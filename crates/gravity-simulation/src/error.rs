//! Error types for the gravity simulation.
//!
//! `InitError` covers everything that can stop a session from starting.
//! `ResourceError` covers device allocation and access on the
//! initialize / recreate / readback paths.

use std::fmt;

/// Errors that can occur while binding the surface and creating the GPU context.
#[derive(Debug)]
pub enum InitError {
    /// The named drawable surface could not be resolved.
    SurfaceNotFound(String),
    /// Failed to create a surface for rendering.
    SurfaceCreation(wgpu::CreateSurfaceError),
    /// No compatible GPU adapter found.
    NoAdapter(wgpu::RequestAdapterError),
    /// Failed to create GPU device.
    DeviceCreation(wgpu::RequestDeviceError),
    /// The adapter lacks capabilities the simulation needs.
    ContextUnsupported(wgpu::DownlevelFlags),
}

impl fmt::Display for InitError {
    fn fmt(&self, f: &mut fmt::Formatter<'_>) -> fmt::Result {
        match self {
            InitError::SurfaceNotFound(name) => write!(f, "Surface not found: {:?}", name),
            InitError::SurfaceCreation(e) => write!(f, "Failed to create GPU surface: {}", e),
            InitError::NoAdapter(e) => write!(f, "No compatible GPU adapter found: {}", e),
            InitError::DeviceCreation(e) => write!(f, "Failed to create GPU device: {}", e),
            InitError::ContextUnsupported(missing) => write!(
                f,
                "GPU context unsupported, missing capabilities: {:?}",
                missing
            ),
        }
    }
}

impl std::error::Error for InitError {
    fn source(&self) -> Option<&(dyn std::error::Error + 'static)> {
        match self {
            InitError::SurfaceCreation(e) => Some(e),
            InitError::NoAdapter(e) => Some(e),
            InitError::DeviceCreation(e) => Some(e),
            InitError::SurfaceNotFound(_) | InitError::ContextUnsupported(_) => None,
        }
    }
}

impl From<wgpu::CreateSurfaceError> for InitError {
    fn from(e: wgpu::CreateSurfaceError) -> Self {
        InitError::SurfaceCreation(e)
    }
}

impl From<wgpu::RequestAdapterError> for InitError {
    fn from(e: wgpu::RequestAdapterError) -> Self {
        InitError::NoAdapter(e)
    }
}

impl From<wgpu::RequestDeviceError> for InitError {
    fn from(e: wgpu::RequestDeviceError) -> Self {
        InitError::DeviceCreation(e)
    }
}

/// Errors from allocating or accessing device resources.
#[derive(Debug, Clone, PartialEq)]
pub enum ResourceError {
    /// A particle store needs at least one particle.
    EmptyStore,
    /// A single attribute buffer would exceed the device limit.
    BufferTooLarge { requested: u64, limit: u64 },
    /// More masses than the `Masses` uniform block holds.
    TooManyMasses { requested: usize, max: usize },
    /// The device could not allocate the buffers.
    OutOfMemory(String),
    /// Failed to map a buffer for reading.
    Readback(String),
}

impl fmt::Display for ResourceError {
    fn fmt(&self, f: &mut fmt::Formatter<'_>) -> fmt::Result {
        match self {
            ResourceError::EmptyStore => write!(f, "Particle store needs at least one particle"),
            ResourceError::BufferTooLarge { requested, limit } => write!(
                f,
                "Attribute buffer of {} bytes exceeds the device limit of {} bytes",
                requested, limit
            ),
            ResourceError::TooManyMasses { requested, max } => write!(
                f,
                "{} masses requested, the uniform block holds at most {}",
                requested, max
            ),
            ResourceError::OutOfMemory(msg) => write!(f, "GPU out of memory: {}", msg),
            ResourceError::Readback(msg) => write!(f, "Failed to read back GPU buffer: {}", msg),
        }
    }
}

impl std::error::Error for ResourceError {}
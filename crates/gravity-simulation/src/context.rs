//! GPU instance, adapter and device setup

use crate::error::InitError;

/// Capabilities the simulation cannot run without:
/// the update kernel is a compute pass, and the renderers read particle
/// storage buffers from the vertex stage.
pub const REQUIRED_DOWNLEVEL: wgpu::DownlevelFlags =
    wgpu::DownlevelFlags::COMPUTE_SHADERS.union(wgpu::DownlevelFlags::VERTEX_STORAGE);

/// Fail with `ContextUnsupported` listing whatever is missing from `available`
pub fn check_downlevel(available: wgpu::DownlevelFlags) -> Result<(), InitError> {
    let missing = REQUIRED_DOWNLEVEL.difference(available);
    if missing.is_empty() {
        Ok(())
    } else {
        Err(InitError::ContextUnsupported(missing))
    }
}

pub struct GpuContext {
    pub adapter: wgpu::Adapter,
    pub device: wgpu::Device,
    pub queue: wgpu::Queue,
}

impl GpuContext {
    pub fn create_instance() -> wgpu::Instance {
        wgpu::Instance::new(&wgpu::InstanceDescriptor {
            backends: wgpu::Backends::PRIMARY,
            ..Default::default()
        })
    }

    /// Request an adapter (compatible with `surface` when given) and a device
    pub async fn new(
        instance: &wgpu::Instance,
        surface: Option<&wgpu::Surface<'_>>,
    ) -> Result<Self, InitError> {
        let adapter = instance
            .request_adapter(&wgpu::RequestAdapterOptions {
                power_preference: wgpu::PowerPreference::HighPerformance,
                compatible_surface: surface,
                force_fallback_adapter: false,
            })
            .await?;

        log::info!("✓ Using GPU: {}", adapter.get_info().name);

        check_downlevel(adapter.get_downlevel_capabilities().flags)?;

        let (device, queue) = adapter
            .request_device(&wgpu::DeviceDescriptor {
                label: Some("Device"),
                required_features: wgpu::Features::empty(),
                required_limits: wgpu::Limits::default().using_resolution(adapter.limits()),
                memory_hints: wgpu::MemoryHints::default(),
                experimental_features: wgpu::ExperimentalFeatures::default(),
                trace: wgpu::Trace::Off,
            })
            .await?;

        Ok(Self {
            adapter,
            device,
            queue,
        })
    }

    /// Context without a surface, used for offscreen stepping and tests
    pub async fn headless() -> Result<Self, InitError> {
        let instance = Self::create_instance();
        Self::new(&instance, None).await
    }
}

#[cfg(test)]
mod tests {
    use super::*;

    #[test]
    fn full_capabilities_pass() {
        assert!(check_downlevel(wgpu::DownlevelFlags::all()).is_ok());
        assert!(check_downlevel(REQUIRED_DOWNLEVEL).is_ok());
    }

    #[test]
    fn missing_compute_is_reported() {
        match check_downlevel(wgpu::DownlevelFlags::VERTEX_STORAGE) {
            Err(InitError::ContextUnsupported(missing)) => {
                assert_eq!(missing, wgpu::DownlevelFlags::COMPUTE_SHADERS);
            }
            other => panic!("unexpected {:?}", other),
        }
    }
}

Try it
Among the lines above, find those containing the word "TooManyMasses" and copy each.

Output for this exercise
    TooManyMasses { requested: usize, max: usize },
            ResourceError::TooManyMasses { requested, max } => write!(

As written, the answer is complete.